-- RECORDS SUPPLIED --
--- START ---

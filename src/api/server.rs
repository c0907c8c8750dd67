//! API Server Module
//!
//! This module implements a JSON-RPC server for ticket purchases.
//! It exposes a single HTTP endpoint; the `purchaseTickets` method hands the
//! params to the `TicketService` and reports the outcome.

use crate::{config::ApiConfig, service::TicketService, Confirmation, PurchaseError};
use axum::{Router, routing::post, Json, extract::State};
use serde::{Deserialize, Serialize};
use serde_json::Value;
use std::sync::Arc;
use tracing::{info, warn, error};

/// Standard JSON-RPC code for an unknown method
const METHOD_NOT_FOUND: i32 = -32601;
/// Standard JSON-RPC code for params that break the request contract
const INVALID_PARAMS: i32 = -32602;
/// Standard JSON-RPC code for a failure inside the server
const INTERNAL_ERROR: i32 = -32603;
/// Application code for a purchase rejected by a business rule
const PURCHASE_REJECTED: i32 = -32000;

/// Shared application state handed to every request handler
#[derive(Clone)]
struct AppState {
    service: Arc<TicketService>,
}

/// The API server
pub struct Server {
    config: ApiConfig,
    service: TicketService,
}

impl Server {
    pub fn new(config: ApiConfig, service: TicketService) -> Self {
        Self { config, service }
    }

    /// Binds to the configured address and serves until the process stops
    pub async fn start(self) -> anyhow::Result<()> {
        let app = router(self.service);

        let addr = format!("{}:{}", self.config.host, self.config.port);
        info!("API server listening on {}", addr);

        let listener = tokio::net::TcpListener::bind(&addr).await?;
        axum::serve(listener, app).await?;

        Ok(())
    }
}

/// Router with the JSON-RPC endpoint mounted at "/"
pub fn router(service: TicketService) -> Router {
    Router::new()
        .route("/", post(handle_rpc))
        .with_state(AppState { service: Arc::new(service) })
}

/// JSON-RPC 2.0 request
#[derive(Debug, Deserialize)]
struct JsonRpcRequest {
    #[allow(dead_code)]
    jsonrpc: String,
    method: String,
    #[serde(default)]
    params: Value,
    id: Value,
}

/// JSON-RPC 2.0 response; exactly one of `result` and `error` is set
#[derive(Debug, Serialize)]
struct JsonRpcResponse {
    jsonrpc: String,
    #[serde(skip_serializing_if = "Option::is_none")]
    result: Option<Value>,
    #[serde(skip_serializing_if = "Option::is_none")]
    error: Option<JsonRpcError>,
    id: Value,
}

#[derive(Debug, Serialize)]
struct JsonRpcError {
    code: i32,
    message: String,
}

impl JsonRpcResponse {
    fn success(id: Value, result: Value) -> Self {
        Self {
            jsonrpc: "2.0".to_string(),
            result: Some(result),
            error: None,
            id,
        }
    }

    fn failure(id: Value, code: i32, message: String) -> Self {
        Self {
            jsonrpc: "2.0".to_string(),
            result: None,
            error: Some(JsonRpcError { code, message }),
            id,
        }
    }
}

async fn handle_rpc(
    State(state): State<AppState>,
    Json(request): Json<JsonRpcRequest>,
) -> Json<JsonRpcResponse> {
    info!("Received RPC request: {}", request.method);

    match request.method.as_str() {
        "purchaseTickets" => handle_purchase_tickets(state, request),
        _ => Json(JsonRpcResponse::failure(
            request.id,
            METHOD_NOT_FOUND,
            "Method not found".to_string(),
        )),
    }
}

/// Result payload of a confirmed purchase
///
/// Carries the confirmation fields (`accountId`, `totalAmount`,
/// `seatsReserved`, `message`) plus a status and the time it was confirmed.
#[derive(Debug, Serialize)]
struct PurchaseReceipt {
    status: &'static str,
    #[serde(flatten)]
    confirmation: Confirmation,
    timestamp: i64,
}

/// Handles the "purchaseTickets" RPC method
///
/// This function:
/// 1. Parses the params into a purchase order
/// 2. Validates and prices the order
/// 3. Charges the account and reserves the seats
/// 4. Maps the outcome onto a JSON-RPC result or error
///
/// # Arguments
/// * `state` - Shared application state
/// * `request` - The JSON-RPC request; params use the order wire format
///   `{ "accountId": 1, "ticketTypeRequests": [{ "type": "ADULT", "noOfTickets": 2 }] }`
///
/// # Returns
/// A JSON-RPC response holding a `PurchaseReceipt` on success
///
/// # Error codes
/// - `-32602`: account id, ticket type or count is malformed
/// - `-32000`: a purchase rule was broken; the message names the rule
/// - `-32603`: payment or seat reservation failed
fn handle_purchase_tickets(state: AppState, request: JsonRpcRequest) -> Json<JsonRpcResponse> {
    // Steps 1-3: parsing, validation, payment and reservation all happen in the service
    let outcome = state.service.purchase_json(&request.params);

    // Step 4: map the outcome onto the JSON-RPC envelope
    match outcome {
        Ok(confirmation) => {
            info!(
                "Purchase confirmed for account {}: {} charged, {} seats",
                confirmation.account_id, confirmation.total_amount, confirmation.seats_reserved
            );
            let receipt = PurchaseReceipt {
                status: "Confirmed",
                confirmation,
                timestamp: chrono::Utc::now().timestamp(),
            };
            match serde_json::to_value(receipt) {
                Ok(result) => Json(JsonRpcResponse::success(request.id, result)),
                Err(e) => {
                    // The money has moved at this point; only the reply is lost
                    error!("Failed to serialize purchase receipt: {}", e);
                    Json(JsonRpcResponse::failure(request.id, INTERNAL_ERROR, e.to_string()))
                }
            }
        }
        // Shape errors: bad account id, unknown ticket type, bad count
        Err(PurchaseError::Contract(e)) => {
            warn!("Invalid purchase params: {}", e);
            Json(JsonRpcResponse::failure(
                request.id,
                INVALID_PARAMS,
                format!("Invalid params: {}", e),
            ))
        }
        // Business rule broken; nothing was charged
        Err(PurchaseError::Validation(e)) => {
            warn!("Purchase rejected: {}", e);
            Json(JsonRpcResponse::failure(request.id, PURCHASE_REJECTED, e.to_string()))
        }
        Err(PurchaseError::Gateway(e)) => {
            error!("Purchase failed at gateway: {}", e);
            Json(JsonRpcResponse::failure(request.id, INTERNAL_ERROR, e.to_string()))
        }
    }
}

--- END ---

-- REQUIREMENT --
Scan the material above for the word "AppState", and copy each line where it appears.

-- ANSWER FOR THE TASK --
struct AppState {
        .with_state(AppState { service: Arc::new(service) })
    State(state): State<AppState>,
fn handle_purchase_tickets(state: AppState, request: JsonRpcRequest) -> Json<JsonRpcResponse> {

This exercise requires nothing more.